A Microfluidic Approach to Examine How the Hemodynamic Environment Alters Circulating Tumor Cell Phenotype

An important step in the metastatic progression of cancer is the migration of cancer cells from a primary tumor to distal location through intravasation, in which cancer cells travel through the bloodstream as circulating tumor cells (CTCs). While in the blood vessels, CTCs experience hemodynamic shear stresses at high levels (5-60 dyn/cm2). Previous studies identified that exposing cancer cells to fluid shear stress (FSS) induced a phenotypic change causing the cells to be more metastatic. While a novel finding, this study was limited in its ability to control the FSS used to challenge the cells and was limited to only final measurements at the end of the experiment.
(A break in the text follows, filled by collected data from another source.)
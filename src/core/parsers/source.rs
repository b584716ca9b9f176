use std::{path::Path, sync::Arc};

use anyhow::{Result, anyhow};
use swc_common::{
    BytePos, FileName, Globals, SourceFile, SourceMap, Spanned,
    comments::{Comment, CommentKind, SingleThreadedComments},
};
use swc_ecma_parser::{EsSyntax, Parser, StringInput, Syntax, TsSyntax};

use crate::core::comment::{CommentGroup, CommentToken, Position, PositionResolver, SourceComments};

/// Comments of one parsed file, positioned through `source_map`.
pub struct ParsedSource {
    pub comments: SourceComments<BytePos>,
    pub source_map: Arc<SourceMap>,
}

impl PositionResolver for SourceMap {
    type Handle = BytePos;

    fn resolve_position(&self, pos: BytePos) -> Position {
        let loc = self.lookup_char_pos(pos);
        Position {
            filename: loc.file.name.to_string(),
            line: loc.line,
            column: loc.col.0 + 1,
        }
    }
}

/// Pick the parser syntax from the file extension.
pub fn syntax_for(file_path: &str) -> Syntax {
    match Path::new(file_path).extension().and_then(|e| e.to_str()) {
        Some("ts" | "mts" | "cts") => Syntax::Typescript(TsSyntax::default()),
        Some("tsx") => Syntax::Typescript(TsSyntax {
            tsx: true,
            ..Default::default()
        }),
        _ => Syntax::Es(EsSyntax {
            jsx: true,
            ..Default::default()
        }),
    }
}

/// Parse a JS/TS source string and collect its comments as groups.
///
/// Accepts a shared SourceMap so several files can be positioned through one map.
pub fn parse_source(
    code: String,
    file_path: &str,
    source_map: Arc<SourceMap>,
) -> Result<ParsedSource> {
    use swc_common::GLOBALS;

    GLOBALS.set(&Globals::new(), || {
        let source_file = source_map.new_source_file(FileName::Real(file_path.into()).into(), code);

        let comments = SingleThreadedComments::default();
        let mut parser = Parser::new(
            syntax_for(file_path),
            StringInput::from(&*source_file),
            Some(&comments),
        );

        parser.parse_program().map_err(|e| {
            let pos = source_map.resolve_position(e.span().lo);
            anyhow!("{}:{}: {}", pos.line, pos.column, e.kind().msg())
        })?;

        let (leading, trailing) = comments.borrow_all();
        let all: Vec<Comment> = leading
            .values()
            .chain(trailing.values())
            .flatten()
            .cloned()
            .collect();

        Ok(ParsedSource {
            comments: group_comments(all, &source_file),
            source_map: source_map.clone(),
        })
    })
}

/// Rebuild the token text with its delimiters.
fn raw_text(comment: &Comment) -> String {
    match comment.kind {
        CommentKind::Line => format!("//{}", comment.text),
        CommentKind::Block => format!("/*{}*/", comment.text),
    }
}

/// Sort comments into file order and group adjacent ones.
///
/// Two comments are adjacent when only whitespace with at most one newline
/// separates them.
fn group_comments(mut comments: Vec<Comment>, source_file: &SourceFile) -> SourceComments<BytePos> {
    comments.sort_by_key(|c| c.span.lo);
    comments.dedup_by_key(|c| c.span.lo);

    let src: &str = &source_file.src;
    let offset = |pos: BytePos| (pos.0 - source_file.start_pos.0) as usize;

    let mut groups: Vec<CommentGroup<BytePos>> = Vec::new();
    let mut prev_end: Option<BytePos> = None;

    for comment in comments {
        let token = CommentToken::new(raw_text(&comment), comment.span.lo);

        let adjacent = prev_end
            .and_then(|end| src.get(offset(end)..offset(comment.span.lo)))
            .is_some_and(|gap| gap.trim().is_empty() && gap.matches('\n').count() <= 1);

        match groups.last_mut() {
            Some(group) if adjacent => group.list.push(token),
            _ => groups.push(CommentGroup { list: vec![token] }),
        }
        prev_end = Some(comment.span.hi);
    }

    SourceComments { groups }
}

#[cfg(test)]
mod tests {
    use pretty_assertions::assert_eq;

    use super::*;

    fn parse(code: &str, file_path: &str) -> ParsedSource {
        parse_source(code.to_string(), file_path, Arc::default()).unwrap()
    }

    fn group_texts(parsed: &ParsedSource) -> Vec<Vec<String>> {
        parsed
            .comments
            .groups
            .iter()
            .map(|g| g.list.iter().map(|t| t.text.clone()).collect())
            .collect()
    }

    #[test]
    fn test_collects_raw_tokens_in_file_order() {
        let code = r#"
const a = 1; // TODO: trailing
/* BUG: block */
function f() {
  // FIXME: inside
  return a;
}
"#;
        let parsed = parse(code, "a.ts");
        let tokens: Vec<_> = parsed.comments.tokens().map(|t| t.text.as_str()).collect();
        assert_eq!(
            tokens,
            vec!["// TODO: trailing", "/* BUG: block */", "// FIXME: inside"]
        );
    }

    #[test]
    fn test_groups_adjacent_comments() {
        let code = "// one\n// two\n\n// three\nlet x = 1;\n/* four */ /* five */\nlet y = 2;\n";
        let parsed = parse(code, "a.js");
        assert_eq!(
            group_texts(&parsed),
            vec![
                vec!["// one".to_string(), "// two".to_string()],
                vec!["// three".to_string()],
                vec!["/* four */".to_string(), "/* five */".to_string()],
            ]
        );
    }

    #[test]
    fn test_code_between_comments_splits_groups() {
        let code = "// one\nlet x = 1; // two\nlet y = 2;\n";
        let parsed = parse(code, "a.js");
        assert_eq!(parsed.comments.groups.len(), 2);
    }

    #[test]
    fn test_positions_resolve_to_comment_start() {
        let code = "let x = 1;\n\n    /* multi\n   TODO: later */\nlet y = 2;\n";
        let parsed = parse(code, "src/file.ts");
        let token = parsed.comments.tokens().next().unwrap();

        let pos = parsed.source_map.resolve_position(token.pos);
        assert_eq!(pos.filename, "src/file.ts");
        assert_eq!(pos.line, 3);
        assert_eq!(pos.column, 5);
    }

    #[test]
    fn test_tsx_and_jsx_syntax() {
        let tsx = "export const A = () => <div>{/* TODO: jsx */}</div>;\n";
        assert_eq!(parse(tsx, "a.tsx").comments.tokens().count(), 1);

        let jsx = "export const B = () => <p>{/* BUG: x */}</p>;\n";
        assert_eq!(parse(jsx, "b.jsx").comments.tokens().count(), 1);
    }

    #[test]
    fn test_ts_generic_cast_parses_without_tsx() {
        let code = "const n = <number>value; // TODO: drop cast\nexport {};\n";
        assert_eq!(parse(code, "a.ts").comments.tokens().count(), 1);
    }

    #[test]
    fn test_syntax_error_carries_line_and_column() {
        let code = "let ok = 1;\nconst x = );\nlet after = 2;\n".to_string();
        let err = parse_source(code, "bad.ts", Arc::default())
            .err()
            .unwrap()
            .to_string();
        let (line, rest) = err.split_once(':').unwrap();
        let (column, message) = rest.split_once(": ").unwrap();

        assert_eq!(line, "2");
        assert!(column.parse::<usize>().unwrap() >= 1);
        assert!(!message.is_empty());
    }

    #[test]
    fn test_syntax_error_is_reported() {
        let result = parse_source("const a = {".to_string(), "bad.ts", Arc::default());
        assert!(result.is_err());
    }
}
The goal of this project is to address this limitation by developing a microfluidic device to isolate and trap single CTCs and then interrogate them with varying amounts of FSS. The microfluidic traps were designed with a semi-circular geometry with a space in the middle to allow for optimal trapping and testing of FSS-induced cell deformability. COMSOL simulations were performed to optimize the fluid velocity profile of the device to ensure a high trapping efficiency. The simulations also identified the flow profiles needed to produce FSS on the cells that they typically encounter in the bloodstream. These flow profiles were used to test the phenotypic change in MDA-MB-231 cells trapped in the microfluidic device. Preliminary findings demonstrate the ability to efficiently trap single cells in the microfluidic device to explore how increasing the values in fluid shear stress magnitude and duration altered size and shape of the cells allowing for a more accurate determination of cell phenotype. These results will provide new insight into the mechanisms of how CTCs survive in the bloodstream and if changes in FSS results in a more aggressive cancer phenotype.